Al-Ahram Weekly Online   6 - 12 October 2005
Issue No. 763
Region
 
Published in Cairo by AL-AHRAM established in 1875

Yemeni concerns

By Nasser Arrabyee

Iraqis accused of embassies bomb plots were released this week and allowed to stay in Yemen, reports Nasser Arrabyee from Sanaa.

A Yemeni special court ordered on Monday the release of three Iraqi men charged with attempting to attack the United States and United Kingdom embassies in Sanaa. The accused had served two years in custody.

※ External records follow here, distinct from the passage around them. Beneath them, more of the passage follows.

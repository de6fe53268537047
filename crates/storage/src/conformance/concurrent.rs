use std::future::Future;
use std::sync::Arc;

use super::{make_record, CaseOutcome};
use crate::{AgentStorage, StorageError};

/// Number of concurrent tasks to spawn in each test.
const N: usize = 10;

pub(super) async fn run_concurrent_tests<S, F, Fut>(factory: &F) -> Vec<CaseOutcome>
where
    S: AgentStorage,
    F: Fn() -> Fut,
    Fut: Future<Output = S>,
{
    let mut results = Vec::new();

    results.push(CaseOutcome::new(
        "concurrent",
        "concurrent_updates_exactly_one_wins",
        concurrent_updates_exactly_one_wins(factory).await,
    ));
    results.push(CaseOutcome::new(
        "concurrent",
        "concurrent_adds_exactly_one_wins",
        concurrent_adds_exactly_one_wins(factory).await,
    ));
    results.push(CaseOutcome::new(
        "concurrent",
        "concurrent_updates_different_records_all_succeed",
        concurrent_updates_different_records_all_succeed(factory).await,
    ));

    results
}

// ── Concurrent update: exactly one wins ─────────────────────────────────────

/// N tasks race to update the same record from version 0. Exactly one
/// succeeds; the rest must get ConcurrentConflict.
async fn concurrent_updates_exactly_one_wins<S, F, Fut>(factory: &F) -> Result<(), String>
where
    S: AgentStorage,
    F: Fn() -> Fut,
    Fut: Future<Output = S>,
{
    let storage = Arc::new(factory().await);
    storage
        .add_record(make_record("exchange", "ex-1", &[("state", "offer_sent")]))
        .await
        .map_err(|e| format!("add: {e}"))?;

    let mut handles = Vec::new();
    for i in 0..N {
        let s = storage.clone();
        handles.push(tokio::spawn(async move {
            let state = format!("writer-{i}");
            s.update_record(make_record("exchange", "ex-1", &[("state", &state)]), 0)
                .await
        }));
    }

    let mut wins = 0;
    let mut conflicts = 0;
    for h in handles {
        match h.await.map_err(|e| format!("join: {e}"))? {
            Ok(1) => wins += 1,
            Ok(v) => return Err(format!("winner reported version {v}, expected 1")),
            Err(StorageError::ConcurrentConflict { .. }) => conflicts += 1,
            Err(e) => return Err(format!("unexpected error: {e}")),
        }
    }
    if wins != 1 || conflicts != N - 1 {
        return Err(format!(
            "expected 1 win and {} conflicts, got {wins} wins and {conflicts} conflicts",
            N - 1
        ));
    }

    let stored = storage
        .get_record("exchange", "ex-1")
        .await
        .map_err(|e| format!("get: {e}"))?;
    if stored.version != 1 {
        return Err(format!("final version {}, expected 1", stored.version));
    }
    Ok(())
}

// ── Concurrent add: exactly one wins ────────────────────────────────────────

async fn concurrent_adds_exactly_one_wins<S, F, Fut>(factory: &F) -> Result<(), String>
where
    S: AgentStorage,
    F: Fn() -> Fut,
    Fut: Future<Output = S>,
{
    let storage = Arc::new(factory().await);

    let mut handles = Vec::new();
    for _ in 0..N {
        let s = storage.clone();
        handles.push(tokio::spawn(async move {
            s.add_record(make_record("registry", "rr-1", &[])).await
        }));
    }

    let mut wins = 0;
    for h in handles {
        match h.await.map_err(|e| format!("join: {e}"))? {
            Ok(()) => wins += 1,
            Err(StorageError::Duplicate { .. }) => {}
            Err(e) => return Err(format!("unexpected error: {e}")),
        }
    }
    if wins != 1 {
        return Err(format!("expected exactly 1 add to win, got {wins}"));
    }
    Ok(())
}

// ── Different records never conflict ────────────────────────────────────────

async fn concurrent_updates_different_records_all_succeed<S, F, Fut>(
    factory: &F,
) -> Result<(), String>
where
    S: AgentStorage,
    F: Fn() -> Fut,
    Fut: Future<Output = S>,
{
    let storage = Arc::new(factory().await);
    for i in 0..N {
        storage
            .add_record(make_record("exchange", &format!("ex-{i}"), &[]))
            .await
            .map_err(|e| format!("add ex-{i}: {e}"))?;
    }

    let mut handles = Vec::new();
    for i in 0..N {
        let s = storage.clone();
        handles.push(tokio::spawn(async move {
            s.update_record(make_record("exchange", &format!("ex-{i}"), &[]), 0)
                .await
        }));
    }
    for h in handles {
        h.await
            .map_err(|e| format!("join: {e}"))?
            .map_err(|e| format!("update: {e}"))?;
    }
    Ok(())
}
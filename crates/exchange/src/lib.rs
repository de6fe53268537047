//! aries-exchange: credential and presentation exchange state engine.
//!
//! Drives issue-credential 1.0 and present-proof 1.0 exchanges between
//! agents, keeps issuer revocation registries and their pending
//! revocations, and routes inbound messages to the right exchange.
//!
//! # Public API
//!
//! - [`CredentialManager`] -- issuer and holder side of issue-credential
//! - [`PresentationManager`] -- prover and verifier side of present-proof
//! - [`RevocationCoordinator`] -- registry life-cycle and publication
//! - [`Dispatcher`] -- inbound parsing, connection checks and automation
//! - [`AgentSettings`] -- TOML/env configuration
//!
//! Ledger, wallet crypto and transport are reached through the traits in
//! [`collaborators`].

pub mod cache;
pub mod collaborators;
pub mod config;
pub mod credential_manager;
pub mod dispatcher;
pub mod error;
pub mod lookup;
pub mod models;
pub mod presentation_manager;
pub mod revocation;
pub mod util;

// ── Convenience re-exports ───────────────────────────────────────────

pub use cache::{Cache, CacheError, InMemoryCache};
pub use config::AgentSettings;
pub use credential_manager::{CredentialManager, ExchangeOptions};
pub use dispatcher::{DispatchOutcome, Dispatcher, MessageReceipt};
pub use error::ExchangeError;
pub use lookup::LedgerLookup;
pub use models::{
    ConnectionRecord, ConnectionState, CredDefSentRecord, CredentialExchangeRecord,
    CredentialExchangeState, Initiator, IssuanceType, IssuerRevRegRecord,
    PresentationExchangeRecord, PresentationExchangeState, RecordRepository, RevRegState,
};
pub use presentation_manager::{PresentationManager, PresentationOptions};
pub use revocation::{RegistryCache, RevocationCoordinator, RevocationRegistry};
use crate::cache::Cache;
use crate::collaborators::{Holder, Ledger, PresentationInputs, VerificationInputs, Verifier};
use crate::config::AgentSettings;
use crate::error::ExchangeError;
use crate::lookup::LedgerLookup;
use crate::models::presentation_exchange::PresentationRole;
use crate::models::PresentationExchangeState as State;
use crate::models::{tag_filter, Initiator, PresentationExchangeRecord, RecordRepository};
use crate::revocation::RevocationCoordinator;
use crate::util::{epoch_now, random_nonce, trace_event};

pub const DEFAULT_PROOF_REQUEST_NAME: &str = "Proof request";
pub const DEFAULT_PROOF_REQUEST_VERSION: &str = "1.0";

/// Per-exchange policy flags. Unset flags fall back to [`AgentSettings`].
#[derive(Debug, Clone, Copy, Default, PartialEq, Eq)]
pub struct PresentationOptions {
    pub auto_present: Option<bool>,
    pub auto_remove: Option<bool>,
    pub trace: Option<bool>,
}

pub struct PresentationManager {
    settings: Arc<AgentSettings>,
    exchanges: RecordRepository<PresentationExchangeRecord>,
    lookup: LedgerLookup,
    holder: Arc<dyn Holder>,
    verifier: Arc<dyn Verifier>,
    revocation: Arc<RevocationCoordinator>,
}
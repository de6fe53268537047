//! present-proof 1.0 messages.

use serde::{Deserialize, Serialize};
use serde_json::Value;

use crate::decorators::{decode_attachment, AttachDecorator, MessageHeader};
use crate::error::MessageError;
use crate::proof_request::{AttrSpec, IndyProofRequest, PredSpec, Restriction};
use crate::protocol::PRESENT_PROOF;

pub const PRESENTATION_PROPOSAL: &str = "propose-presentation";
pub const PRESENTATION_REQUEST: &str = "request-presentation";
pub const PRESENTATION: &str = "presentation";
pub const PRESENTATION_ACK: &str = "ack";
pub const PRESENTATION_PREVIEW: &str = "presentation-preview";

pub const ATTACH_PRESENTATION_REQUEST: &str = "libindy-request-presentation-0";
pub const ATTACH_PRESENTATION: &str = "libindy-presentation-0";

#[derive(Debug, Clone, PartialEq, Eq, Serialize, Deserialize)]
pub struct PresAttrSpec {
    pub name: String,
    #[serde(default, skip_serializing_if = "Option::is_none")]
    pub cred_def_id: Option<String>,
    #[serde(rename = "mime-type", default, skip_serializing_if = "Option::is_none")]
    pub mime_type: Option<String>,
    #[serde(default, skip_serializing_if = "Option::is_none")]
    pub value: Option<String>,
    #[serde(default, skip_serializing_if = "Option::is_none")]
    pub referent: Option<String>,
}

#[derive(Debug, Clone, PartialEq, Eq, Serialize, Deserialize)]
pub struct PresPredSpec {
    pub name: String,
    #[serde(default, skip_serializing_if = "Option::is_none")]
    pub cred_def_id: Option<String>,
    pub predicate: String,
    pub threshold: i64,
}

#[derive(Debug, Clone, PartialEq, Eq, Serialize, Deserialize)]
pub struct PresentationPreview {
    #[serde(rename = "@type")]
    pub preview_type: String,
    pub attributes: Vec<PresAttrSpec>,
    #[serde(default)]
    pub predicates: Vec<PresPredSpec>,
}

impl PresentationPreview {
    pub fn new(attributes: Vec<PresAttrSpec>, predicates: Vec<PresPredSpec>) -> Self {
        PresentationPreview {
            preview_type: PRESENT_PROOF.message_type(PRESENTATION_PREVIEW).uri(),
            attributes,
            predicates,
        }
    }

    /// Build the proof request a verifier sends in answer to this preview.
    ///
    /// Attribute referents are `{index}_{name}_uuid`; predicate referents are
    /// `{index}_{name}_GE_uuid` style, keyed by the predicate symbol.
    pub fn indy_proof_request(&self, name: &str, version: &str, nonce: &str) -> IndyProofRequest {
        let restrict = |cred_def_id: &Option<String>| match cred_def_id {
            Some(id) => vec![Restriction {
                cred_def_id: Some(id.clone()),
                ..Restriction::default()
            }],
            None => Vec::new(),
        };

        let mut request = IndyProofRequest::new(name, version);
        request.nonce = Some(nonce.to_string());
        for (i, attr) in self.attributes.iter().enumerate() {
            request.requested_attributes.insert(
                format!("{}_{}_uuid", i, attr.name),
                AttrSpec {
                    name: attr.name.clone(),
                    restrictions: restrict(&attr.cred_def_id),
                    non_revoked: None,
                },
            );
        }
        for (i, pred) in self.predicates.iter().enumerate() {
            request.requested_predicates.insert(
                format!("{}_{}_{}_uuid", i, pred.name, predicate_label(&pred.predicate)),
                PredSpec {
                    name: pred.name.clone(),
                    p_type: pred.predicate.clone(),
                    p_value: pred.threshold,
                    restrictions: restrict(&pred.cred_def_id),
                    non_revoked: None,
                },
            );
        }
        request
    }
}

fn predicate_label(predicate: &str) -> &'static str {
    match predicate {
        "<" => "LT",
        "<=" => "LE",
        ">" => "GT",
        _ => "GE",
    }
}

#[derive(Debug, Clone, PartialEq, Eq, Serialize, Deserialize)]
pub struct PresentationProposal {
    #[serde(flatten)]
    pub header: MessageHeader,
    #[serde(default, skip_serializing_if = "Option::is_none")]
    pub comment: Option<String>,
    pub presentation_proposal: PresentationPreview,
}

impl PresentationProposal {
    pub fn new(comment: Option<String>, preview: PresentationPreview) -> Self {
        PresentationProposal {
            header: MessageHeader::new(PRESENT_PROOF.message_type(PRESENTATION_PROPOSAL)),
            comment,
            presentation_proposal: preview,
        }
    }
}

#[derive(Debug, Clone, PartialEq, Eq, Serialize, Deserialize)]
pub struct PresentationRequest {
    #[serde(flatten)]
    pub header: MessageHeader,
    #[serde(default, skip_serializing_if = "Option::is_none")]
    pub comment: Option<String>,
    #[serde(rename = "request_presentations~attach")]
    pub request_presentations_attach: Vec<AttachDecorator>,
}

impl PresentationRequest {
    pub fn new(comment: Option<String>, proof_request: &IndyProofRequest) -> Result<Self, MessageError> {
        let value = serde_json::to_value(proof_request)?;
        Ok(PresentationRequest {
            header: MessageHeader::new(PRESENT_PROOF.message_type(PRESENTATION_REQUEST)),
            comment,
            request_presentations_attach: vec![AttachDecorator::from_json(
                ATTACH_PRESENTATION_REQUEST,
                &value,
            )],
        })
    }

    pub fn indy_proof_request(&self, index: usize) -> Result<IndyProofRequest, MessageError> {
        let value = decode_attachment(
            &self.request_presentations_attach,
            "request_presentations~attach",
            index,
        )?;
        Ok(serde_json::from_value(value)?)
    }
}

#[derive(Debug, Clone, PartialEq, Eq, Serialize, Deserialize)]
pub struct Presentation {
    #[serde(flatten)]
    pub header: MessageHeader,
    #[serde(default, skip_serializing_if = "Option::is_none")]
    pub comment: Option<String>,
    #[serde(rename = "presentations~attach")]
    pub presentations_attach: Vec<AttachDecorator>,
}

impl Presentation {
    pub fn new(comment: Option<String>, proof: &Value) -> Self {
        Presentation {
            header: MessageHeader::new(PRESENT_PROOF.message_type(PRESENTATION)),
            comment,
            presentations_attach: vec![AttachDecorator::from_json(ATTACH_PRESENTATION, proof)],
        }
    }

    pub fn indy_proof(&self, index: usize) -> Result<Value, MessageError> {
        decode_attachment(&self.presentations_attach, "presentations~attach", index)
    }
}

#[derive(Debug, Clone, PartialEq, Eq, Serialize, Deserialize)]
pub struct PresentationAck {
    #[serde(flatten)]
    pub header: MessageHeader,
    pub status: String,
}

impl PresentationAck {
    pub fn new() -> Self {
        PresentationAck {
            header: MessageHeader::new(PRESENT_PROOF.message_type(PRESENTATION_ACK)),
            status: "OK".to_string(),
        }
    }
}

impl Default for PresentationAck {
    fn default() -> Self {
        Self::new()
    }
}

The court, chaired by judge Mohamed Al-Badani, said Yemeni laws permit the three men to stay in Yemen and bring their families if they wish.

"What the prosecutor and media reported, that Ali Rashed Al-Saadi [tried in absentia], Ahmed Salman Al-Zabeedi, Ahmed Jassim Al-Ani, and Mohamed Mahdi Abdul-Rahman Al-Kanaani had been working with the former Iraqi intelligence agency, was not proven," said the judge.

In the last 11 September hearing, the three men appealed to the Yemeni government not to hand them over to the current Iraqi government. They said they feared the Americans and Britons since their photos were in the press and on TV. The men, all in their 40s, were arrested on 26 March, 2003, one day before carrying out alleged attacks against the American and British embassies.

They were arrested in the house of the fourth defendant, Ali Rashed Al-Saadi who was tried in absentia. The trial began on 7 August. The four defendants were charged with spying for the government of the ousted Iraqi President Saddam Hussein. The men, however, pleaded innocent and said they had been coerced into confessing to the charge. They said they had entered Yemen only to work as teachers. In last month's hearing, the prosecutor showed the court explosives confiscated by security authorities during the arrest of the three Iraqis.

Prosecutor Khaled Al-Mawri told the court that five small bags of TNT were found at the fugitive Al-Sadi's home at the time the other three defendants were detained.

He said that Al-Zabeedi, Al-Ani, and Al-Kanaani told the security investigators that Al-Saadi had acquired the explosives for use in the alleged terror attacks.

According to the alleged confessions, Iraq's former intelligence service asked the defendants to attack the British and US embassies plus other Western targets in Yemen when the war in Iraq began in March 2003. Defence lawyer Abdul- Aziz Al-Samawi denied that the three defendants knew anything about the explosives and asked that the charges against his clients be dropped.